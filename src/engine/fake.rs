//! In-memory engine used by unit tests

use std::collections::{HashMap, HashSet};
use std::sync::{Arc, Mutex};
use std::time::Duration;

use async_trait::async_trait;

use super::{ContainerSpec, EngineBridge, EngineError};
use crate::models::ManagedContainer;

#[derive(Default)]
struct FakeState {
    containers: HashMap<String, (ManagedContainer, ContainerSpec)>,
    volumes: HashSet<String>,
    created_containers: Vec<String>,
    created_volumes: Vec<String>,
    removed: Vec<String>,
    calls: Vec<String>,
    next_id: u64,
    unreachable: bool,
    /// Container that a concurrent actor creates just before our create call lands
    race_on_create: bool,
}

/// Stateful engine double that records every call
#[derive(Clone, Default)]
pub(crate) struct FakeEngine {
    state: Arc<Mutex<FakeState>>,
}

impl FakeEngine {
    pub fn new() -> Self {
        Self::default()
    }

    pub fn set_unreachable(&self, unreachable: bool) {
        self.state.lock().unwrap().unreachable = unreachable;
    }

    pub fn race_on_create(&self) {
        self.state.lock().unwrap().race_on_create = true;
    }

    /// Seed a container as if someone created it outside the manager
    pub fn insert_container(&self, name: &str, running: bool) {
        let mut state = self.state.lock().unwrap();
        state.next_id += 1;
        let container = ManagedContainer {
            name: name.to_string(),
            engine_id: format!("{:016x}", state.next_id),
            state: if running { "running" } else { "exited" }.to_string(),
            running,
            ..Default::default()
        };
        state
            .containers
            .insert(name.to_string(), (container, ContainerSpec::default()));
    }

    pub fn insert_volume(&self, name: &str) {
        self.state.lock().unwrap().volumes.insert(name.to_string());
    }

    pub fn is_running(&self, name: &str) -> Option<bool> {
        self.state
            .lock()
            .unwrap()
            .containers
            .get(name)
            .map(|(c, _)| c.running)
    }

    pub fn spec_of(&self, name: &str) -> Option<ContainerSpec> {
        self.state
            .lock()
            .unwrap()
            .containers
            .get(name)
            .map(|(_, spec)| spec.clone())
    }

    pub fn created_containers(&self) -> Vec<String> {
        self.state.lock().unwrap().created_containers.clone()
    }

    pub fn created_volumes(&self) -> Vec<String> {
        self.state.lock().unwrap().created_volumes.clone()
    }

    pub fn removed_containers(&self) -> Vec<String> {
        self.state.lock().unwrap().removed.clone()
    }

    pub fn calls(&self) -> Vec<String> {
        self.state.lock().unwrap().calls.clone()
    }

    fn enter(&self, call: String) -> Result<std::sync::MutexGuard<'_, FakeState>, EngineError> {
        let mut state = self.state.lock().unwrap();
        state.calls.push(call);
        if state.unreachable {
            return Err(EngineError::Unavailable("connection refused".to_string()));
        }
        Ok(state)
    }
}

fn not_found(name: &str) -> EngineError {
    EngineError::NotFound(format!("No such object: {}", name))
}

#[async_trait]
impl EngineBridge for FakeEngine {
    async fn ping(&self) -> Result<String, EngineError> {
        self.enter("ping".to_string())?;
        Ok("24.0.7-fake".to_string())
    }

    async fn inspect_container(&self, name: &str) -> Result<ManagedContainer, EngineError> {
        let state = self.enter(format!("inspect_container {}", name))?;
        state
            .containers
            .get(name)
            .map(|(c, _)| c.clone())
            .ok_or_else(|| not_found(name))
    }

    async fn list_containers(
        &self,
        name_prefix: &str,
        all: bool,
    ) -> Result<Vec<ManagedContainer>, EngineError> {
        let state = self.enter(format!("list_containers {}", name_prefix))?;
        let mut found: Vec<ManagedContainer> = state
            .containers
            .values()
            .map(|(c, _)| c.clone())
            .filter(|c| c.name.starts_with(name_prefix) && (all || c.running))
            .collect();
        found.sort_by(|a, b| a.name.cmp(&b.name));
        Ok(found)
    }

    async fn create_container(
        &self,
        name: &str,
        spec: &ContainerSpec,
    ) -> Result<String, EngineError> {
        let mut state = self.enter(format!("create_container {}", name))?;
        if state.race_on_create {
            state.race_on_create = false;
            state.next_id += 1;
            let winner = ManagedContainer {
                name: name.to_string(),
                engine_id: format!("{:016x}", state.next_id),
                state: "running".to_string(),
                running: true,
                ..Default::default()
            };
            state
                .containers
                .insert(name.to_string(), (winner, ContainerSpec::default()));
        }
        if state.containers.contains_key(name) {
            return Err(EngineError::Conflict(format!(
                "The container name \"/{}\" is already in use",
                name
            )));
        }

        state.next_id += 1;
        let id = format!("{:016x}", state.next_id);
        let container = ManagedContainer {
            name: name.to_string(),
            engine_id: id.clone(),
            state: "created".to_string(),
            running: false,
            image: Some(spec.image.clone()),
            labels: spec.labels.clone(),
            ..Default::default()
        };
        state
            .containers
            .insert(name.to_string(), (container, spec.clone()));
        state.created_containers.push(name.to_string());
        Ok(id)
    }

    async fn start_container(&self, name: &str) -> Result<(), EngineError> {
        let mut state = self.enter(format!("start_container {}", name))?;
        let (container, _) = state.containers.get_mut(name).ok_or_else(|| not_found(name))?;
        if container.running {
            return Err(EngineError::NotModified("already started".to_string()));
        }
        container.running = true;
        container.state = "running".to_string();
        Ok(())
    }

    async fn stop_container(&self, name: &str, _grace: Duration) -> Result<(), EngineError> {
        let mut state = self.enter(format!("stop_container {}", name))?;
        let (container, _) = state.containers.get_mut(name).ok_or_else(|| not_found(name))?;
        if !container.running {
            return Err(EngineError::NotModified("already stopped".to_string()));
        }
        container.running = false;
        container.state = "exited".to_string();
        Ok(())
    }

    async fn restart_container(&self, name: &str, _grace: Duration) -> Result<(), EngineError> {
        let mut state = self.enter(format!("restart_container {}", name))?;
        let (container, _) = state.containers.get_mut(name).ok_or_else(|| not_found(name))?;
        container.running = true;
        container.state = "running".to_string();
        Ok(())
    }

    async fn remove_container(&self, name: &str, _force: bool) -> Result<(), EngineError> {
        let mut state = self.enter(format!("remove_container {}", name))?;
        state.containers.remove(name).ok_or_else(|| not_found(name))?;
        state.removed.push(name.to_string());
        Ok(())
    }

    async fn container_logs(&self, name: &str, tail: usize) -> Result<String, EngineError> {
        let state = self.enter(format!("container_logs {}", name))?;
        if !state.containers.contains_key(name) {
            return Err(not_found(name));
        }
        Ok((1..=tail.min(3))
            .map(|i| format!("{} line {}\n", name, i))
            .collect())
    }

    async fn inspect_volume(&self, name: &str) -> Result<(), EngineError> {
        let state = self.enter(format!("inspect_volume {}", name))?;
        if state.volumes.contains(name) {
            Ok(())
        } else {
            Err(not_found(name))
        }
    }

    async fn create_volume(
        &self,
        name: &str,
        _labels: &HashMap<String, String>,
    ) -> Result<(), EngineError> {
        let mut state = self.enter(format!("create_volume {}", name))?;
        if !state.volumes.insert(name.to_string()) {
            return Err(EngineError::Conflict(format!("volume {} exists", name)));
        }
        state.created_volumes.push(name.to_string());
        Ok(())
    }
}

= = = =

What you need to do: All the records, from start to finish, are to be repeated exactly.

Result for this exercise:
filename src/engine/fake.rs
//! In-memory engine used by unit tests

use std::collections::{HashMap, HashSet};
use std::sync::{Arc, Mutex};
use std::time::Duration;

use async_trait::async_trait;

use super::{ContainerSpec, EngineBridge, EngineError};
use crate::models::ManagedContainer;

#[derive(Default)]
struct FakeState {
    containers: HashMap<String, (ManagedContainer, ContainerSpec)>,
    volumes: HashSet<String>,
    created_containers: Vec<String>,
    created_volumes: Vec<String>,
    removed: Vec<String>,
    calls: Vec<String>,
    next_id: u64,
    unreachable: bool,
    /// Container that a concurrent actor creates just before our create call lands
    race_on_create: bool,
}

/// Stateful engine double that records every call
#[derive(Clone, Default)]
pub(crate) struct FakeEngine {
    state: Arc<Mutex<FakeState>>,
}

impl FakeEngine {
    pub fn new() -> Self {
        Self::default()
    }

    pub fn set_unreachable(&self, unreachable: bool) {
        self.state.lock().unwrap().unreachable = unreachable;
    }

    pub fn race_on_create(&self) {
        self.state.lock().unwrap().race_on_create = true;
    }

    /// Seed a container as if someone created it outside the manager
    pub fn insert_container(&self, name: &str, running: bool) {
        let mut state = self.state.lock().unwrap();
        state.next_id += 1;
        let container = ManagedContainer {
            name: name.to_string(),
            engine_id: format!("{:016x}", state.next_id),
            state: if running { "running" } else { "exited" }.to_string(),
            running,
            ..Default::default()
        };
        state
            .containers
            .insert(name.to_string(), (container, ContainerSpec::default()));
    }

    pub fn insert_volume(&self, name: &str) {
        self.state.lock().unwrap().volumes.insert(name.to_string());
    }

    pub fn is_running(&self, name: &str) -> Option<bool> {
        self.state
            .lock()
            .unwrap()
            .containers
            .get(name)
            .map(|(c, _)| c.running)
    }

    pub fn spec_of(&self, name: &str) -> Option<ContainerSpec> {
        self.state
            .lock()
            .unwrap()
            .containers
            .get(name)
            .map(|(_, spec)| spec.clone())
    }

    pub fn created_containers(&self) -> Vec<String> {
        self.state.lock().unwrap().created_containers.clone()
    }

    pub fn created_volumes(&self) -> Vec<String> {
        self.state.lock().unwrap().created_volumes.clone()
    }

    pub fn removed_containers(&self) -> Vec<String> {
        self.state.lock().unwrap().removed.clone()
    }

    pub fn calls(&self) -> Vec<String> {
        self.state.lock().unwrap().calls.clone()
    }

    fn enter(&self, call: String) -> Result<std::sync::MutexGuard<'_, FakeState>, EngineError> {
        let mut state = self.state.lock().unwrap();
        state.calls.push(call);
        if state.unreachable {
            return Err(EngineError::Unavailable("connection refused".to_string()));
        }
        Ok(state)
    }
}

fn not_found(name: &str) -> EngineError {
    EngineError::NotFound(format!("No such object: {}", name))
}

#[async_trait]
impl EngineBridge for FakeEngine {
    async fn ping(&self) -> Result<String, EngineError> {
        self.enter("ping".to_string())?;
        Ok("24.0.7-fake".to_string())
    }

    async fn inspect_container(&self, name: &str) -> Result<ManagedContainer, EngineError> {
        let state = self.enter(format!("inspect_container {}", name))?;
        state
            .containers
            .get(name)
            .map(|(c, _)| c.clone())
            .ok_or_else(|| not_found(name))
    }

    async fn list_containers(
        &self,
        name_prefix: &str,
        all: bool,
    ) -> Result<Vec<ManagedContainer>, EngineError> {
        let state = self.enter(format!("list_containers {}", name_prefix))?;
        let mut found: Vec<ManagedContainer> = state
            .containers
            .values()
            .map(|(c, _)| c.clone())
            .filter(|c| c.name.starts_with(name_prefix) && (all || c.running))
            .collect();
        found.sort_by(|a, b| a.name.cmp(&b.name));
        Ok(found)
    }

    async fn create_container(
        &self,
        name: &str,
        spec: &ContainerSpec,
    ) -> Result<String, EngineError> {
        let mut state = self.enter(format!("create_container {}", name))?;
        if state.race_on_create {
            state.race_on_create = false;
            state.next_id += 1;
            let winner = ManagedContainer {
                name: name.to_string(),
                engine_id: format!("{:016x}", state.next_id),
                state: "running".to_string(),
                running: true,
                ..Default::default()
            };
            state
                .containers
                .insert(name.to_string(), (winner, ContainerSpec::default()));
        }
        if state.containers.contains_key(name) {
            return Err(EngineError::Conflict(format!(
                "The container name \"/{}\" is already in use",
                name
            )));
        }

        state.next_id += 1;
        let id = format!("{:016x}", state.next_id);
        let container = ManagedContainer {
            name: name.to_string(),
            engine_id: id.clone(),
            state: "created".to_string(),
            running: false,
            image: Some(spec.image.clone()),
            labels: spec.labels.clone(),
            ..Default::default()
        };
        state
            .containers
            .insert(name.to_string(), (container, spec.clone()));
        state.created_containers.push(name.to_string());
        Ok(id)
    }

    async fn start_container(&self, name: &str) -> Result<(), EngineError> {
        let mut state = self.enter(format!("start_container {}", name))?;
        let (container, _) = state.containers.get_mut(name).ok_or_else(|| not_found(name))?;
        if container.running {
            return Err(EngineError::NotModified("already started".to_string()));
        }
        container.running = true;
        container.state = "running".to_string();
        Ok(())
    }

    async fn stop_container(&self, name: &str, _grace: Duration) -> Result<(), EngineError> {
        let mut state = self.enter(format!("stop_container {}", name))?;
        let (container, _) = state.containers.get_mut(name).ok_or_else(|| not_found(name))?;
        if !container.running {
            return Err(EngineError::NotModified("already stopped".to_string()));
        }
        container.running = false;
        container.state = "exited".to_string();
        Ok(())
    }

    async fn restart_container(&self, name: &str, _grace: Duration) -> Result<(), EngineError> {
        let mut state = self.enter(format!("restart_container {}", name))?;
        let (container, _) = state.containers.get_mut(name).ok_or_else(|| not_found(name))?;
        container.running = true;
        container.state = "running".to_string();
        Ok(())
    }

    async fn remove_container(&self, name: &str, _force: bool) -> Result<(), EngineError> {
        let mut state = self.enter(format!("remove_container {}", name))?;
        state.containers.remove(name).ok_or_else(|| not_found(name))?;
        state.removed.push(name.to_string());
        Ok(())
    }

    async fn container_logs(&self, name: &str, tail: usize) -> Result<String, EngineError> {
        let state = self.enter(format!("container_logs {}", name))?;
        if !state.containers.contains_key(name) {
            return Err(not_found(name));
        }
        Ok((1..=tail.min(3))
            .map(|i| format!("{} line {}\n", name, i))
            .collect())
    }

    async fn inspect_volume(&self, name: &str) -> Result<(), EngineError> {
        let state = self.enter(format!("inspect_volume {}", name))?;
        if state.volumes.contains(name) {
            Ok(())
        } else {
            Err(not_found(name))
        }
    }

    async fn create_volume(
        &self,
        name: &str,
        _labels: &HashMap<String, String>,
    ) -> Result<(), EngineError> {
        let mut state = self.enter(format!("create_volume {}", name))?;
        if !state.volumes.insert(name.to_string()) {
            return Err(EngineError::Conflict(format!("volume {} exists", name)));
        }
        state.created_volumes.push(name.to_string());
        Ok(())
    }
}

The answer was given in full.